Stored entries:

--- START ---

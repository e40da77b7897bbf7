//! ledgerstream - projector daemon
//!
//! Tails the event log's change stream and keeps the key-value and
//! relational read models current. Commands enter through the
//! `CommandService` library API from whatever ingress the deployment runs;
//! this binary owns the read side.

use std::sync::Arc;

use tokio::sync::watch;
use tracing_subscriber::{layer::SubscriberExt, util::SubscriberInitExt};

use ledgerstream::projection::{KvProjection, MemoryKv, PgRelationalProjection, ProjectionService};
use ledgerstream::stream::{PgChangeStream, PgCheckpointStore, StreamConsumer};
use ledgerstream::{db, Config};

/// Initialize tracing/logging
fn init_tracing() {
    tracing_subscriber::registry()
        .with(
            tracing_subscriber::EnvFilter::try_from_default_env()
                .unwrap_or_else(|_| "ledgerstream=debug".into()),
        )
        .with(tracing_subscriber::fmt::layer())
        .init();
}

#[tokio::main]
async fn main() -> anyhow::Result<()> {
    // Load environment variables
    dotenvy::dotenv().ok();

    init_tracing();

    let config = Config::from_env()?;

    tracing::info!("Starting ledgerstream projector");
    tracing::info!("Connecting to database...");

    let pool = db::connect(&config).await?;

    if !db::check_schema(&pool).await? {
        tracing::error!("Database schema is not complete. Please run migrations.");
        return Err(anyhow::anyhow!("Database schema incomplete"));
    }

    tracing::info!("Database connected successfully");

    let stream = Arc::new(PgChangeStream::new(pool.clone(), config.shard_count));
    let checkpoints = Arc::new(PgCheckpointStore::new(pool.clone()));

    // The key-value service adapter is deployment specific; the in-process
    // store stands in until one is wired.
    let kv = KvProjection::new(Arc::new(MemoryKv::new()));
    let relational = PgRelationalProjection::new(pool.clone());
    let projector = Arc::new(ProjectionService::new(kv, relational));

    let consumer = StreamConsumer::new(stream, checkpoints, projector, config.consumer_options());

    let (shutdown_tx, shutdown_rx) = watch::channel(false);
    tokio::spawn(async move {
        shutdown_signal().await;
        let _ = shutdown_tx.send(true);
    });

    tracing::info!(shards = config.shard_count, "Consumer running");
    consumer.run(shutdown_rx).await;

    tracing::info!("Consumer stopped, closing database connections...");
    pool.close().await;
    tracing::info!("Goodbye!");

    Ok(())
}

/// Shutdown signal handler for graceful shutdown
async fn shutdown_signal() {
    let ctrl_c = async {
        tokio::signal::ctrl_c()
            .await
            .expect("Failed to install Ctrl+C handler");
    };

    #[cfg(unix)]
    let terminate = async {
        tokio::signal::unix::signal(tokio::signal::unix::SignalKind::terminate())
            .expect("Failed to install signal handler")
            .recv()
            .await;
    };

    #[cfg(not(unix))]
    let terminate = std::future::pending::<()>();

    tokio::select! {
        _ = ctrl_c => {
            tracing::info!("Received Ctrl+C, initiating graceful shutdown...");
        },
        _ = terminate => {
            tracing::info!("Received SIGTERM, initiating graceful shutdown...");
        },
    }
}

--- END ---

● **Work to be completed**
Exact duplication of all the data above is expected.

● **Task response**
repository e40da77b7897bbf7
//! ledgerstream - projector daemon
//!
//! Tails the event log's change stream and keeps the key-value and
//! relational read models current. Commands enter through the
//! `CommandService` library API from whatever ingress the deployment runs;
//! this binary owns the read side.

use std::sync::Arc;

use tokio::sync::watch;
use tracing_subscriber::{layer::SubscriberExt, util::SubscriberInitExt};

use ledgerstream::projection::{KvProjection, MemoryKv, PgRelationalProjection, ProjectionService};
use ledgerstream::stream::{PgChangeStream, PgCheckpointStore, StreamConsumer};
use ledgerstream::{db, Config};

/// Initialize tracing/logging
fn init_tracing() {
    tracing_subscriber::registry()
        .with(
            tracing_subscriber::EnvFilter::try_from_default_env()
                .unwrap_or_else(|_| "ledgerstream=debug".into()),
        )
        .with(tracing_subscriber::fmt::layer())
        .init();
}

#[tokio::main]
async fn main() -> anyhow::Result<()> {
    // Load environment variables
    dotenvy::dotenv().ok();

    init_tracing();

    let config = Config::from_env()?;

    tracing::info!("Starting ledgerstream projector");
    tracing::info!("Connecting to database...");

    let pool = db::connect(&config).await?;

    if !db::check_schema(&pool).await? {
        tracing::error!("Database schema is not complete. Please run migrations.");
        return Err(anyhow::anyhow!("Database schema incomplete"));
    }

    tracing::info!("Database connected successfully");

    let stream = Arc::new(PgChangeStream::new(pool.clone(), config.shard_count));
    let checkpoints = Arc::new(PgCheckpointStore::new(pool.clone()));

    // The key-value service adapter is deployment specific; the in-process
    // store stands in until one is wired.
    let kv = KvProjection::new(Arc::new(MemoryKv::new()));
    let relational = PgRelationalProjection::new(pool.clone());
    let projector = Arc::new(ProjectionService::new(kv, relational));

    let consumer = StreamConsumer::new(stream, checkpoints, projector, config.consumer_options());

    let (shutdown_tx, shutdown_rx) = watch::channel(false);
    tokio::spawn(async move {
        shutdown_signal().await;
        let _ = shutdown_tx.send(true);
    });

    tracing::info!(shards = config.shard_count, "Consumer running");
    consumer.run(shutdown_rx).await;

    tracing::info!("Consumer stopped, closing database connections...");
    pool.close().await;
    tracing::info!("Goodbye!");

    Ok(())
}

/// Shutdown signal handler for graceful shutdown
async fn shutdown_signal() {
    let ctrl_c = async {
        tokio::signal::ctrl_c()
            .await
            .expect("Failed to install Ctrl+C handler");
    };

    #[cfg(unix)]
    let terminate = async {
        tokio::signal::unix::signal(tokio::signal::unix::SignalKind::terminate())
            .expect("Failed to install signal handler")
            .recv()
            .await;
    };

    #[cfg(not(unix))]
    let terminate = std::future::pending::<()>();

    tokio::select! {
        _ = ctrl_c => {
            tracing::info!("Received Ctrl+C, initiating graceful shutdown...");
        },
        _ = terminate => {
            tracing::info!("Received SIGTERM, initiating graceful shutdown...");
        },
    }
}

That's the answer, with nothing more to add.